Norman Vaughan May 22, 2010 10:22:16 GMT 1
Post by Laurence on May 22, 2010 10:22:16 GMT 1
One of the most successful British comics of the 1960s, Norman Vaughan had the unenviable task of taking over from Bruce Forsyth as host of the famous Sunday Night at the London Palladium in 1962. He became an overnight sensation.
Born in Liverpool on April 10, 1923, Norman wanted to go into showbiz from an early age. As a teenager he formed his own dance band called The Dancing Aces. In 1945 he was called into the Army to do his National Service and served in the Light Infantry in Gibraltar and Egypt. He was promoted to Sergeant in Italy and served with ENSA. Among his fellow performers were Spike Milligan and Harry Secombe, the latter becoming a life-long friend.

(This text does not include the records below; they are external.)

//! BareMetalHost Controller
//!
//! Drives bare-metal servers through their lifecycle against an Ironic
//! provisioning backend: registration, inspection, preparation (RAID and
//! firmware), provisioning, power management, deprovisioning and deletion.

mod action_result;
mod actions;
mod backoff;
mod config;
mod controller;
mod credentials;
mod error;
mod events;
mod host_state_machine;
mod reconcile_info;
mod reconciler;
mod watcher;


use crate::config::Config;
use crate::error::ControllerError;
use controller::Controller;
use tracing::info;
use tracing_subscriber::EnvFilter;

#[tokio::main]
async fn main() -> Result<(), ControllerError> {
    tracing_subscriber::fmt()
        .with_env_filter(EnvFilter::try_from_default_env().unwrap_or_else(|_| EnvFilter::new("info")))
        .init();

    // Both kube and reqwest need a process-wide rustls provider
    if rustls::crypto::ring::default_provider().install_default().is_err() {
        info!("rustls crypto provider already installed");
    }

    info!("Starting BareMetalHost Controller");

    let config = Config::from_env()?;
    config.log();

    let controller = Controller::new(&config).await?;
    controller.run().await?;

    Ok(())
}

On leaving the Army Norman went back into light entertainment doing variety and pantomime. He toured Australia for two years and returned home to successful summer seasons around the UK. In 1962 he was chosen by Lew Grade to take over as host of the Palladium Show. His likeable but nervous disposition, trademark thumbs up gesture and catchphrases (swingin' and dodgy) was an instant hit with viewers and over the next three years he hosted over 100 shows introducing some of the greatest names in entertainment from both Britain and America. By the time he left the show Norman was performing to packed audiences around the country and commanding record fees. He also became the face of the confectionary 'Roses' in a series of TV ads and added another catchprase to his repertoire, "Roses - they grow on you."
In 1972 he took over from Bob Monkhouse as host of The Golden Shot but only lasted there for a year. It was not his type of show. Undeterred he became a stalwart of television games shows such as Celebrity Squares, 3-2-1, Give Us a Clue and Larry Grayson's Generation Game, as well as being compere of the BBC's Pebble Mill Showcase. In 1981 he devised the game show Bullseye, which was hosted by Jim Bowen.
By this time his career was in decline and he was rarely seen on television. However, he returned to the stage and went on tour with Barbara Windsor in Calamity Jane. In the nineties he was virtualy retired and spent most of his time in Florida where he indulged in his passion of playing golf.
On 17th April 2002 Norman was knocked down by a car at Waterloo Bridge. He was admitted to the Royal London Hospital but failed to recover and passed away on May 17, 2002 aged 79.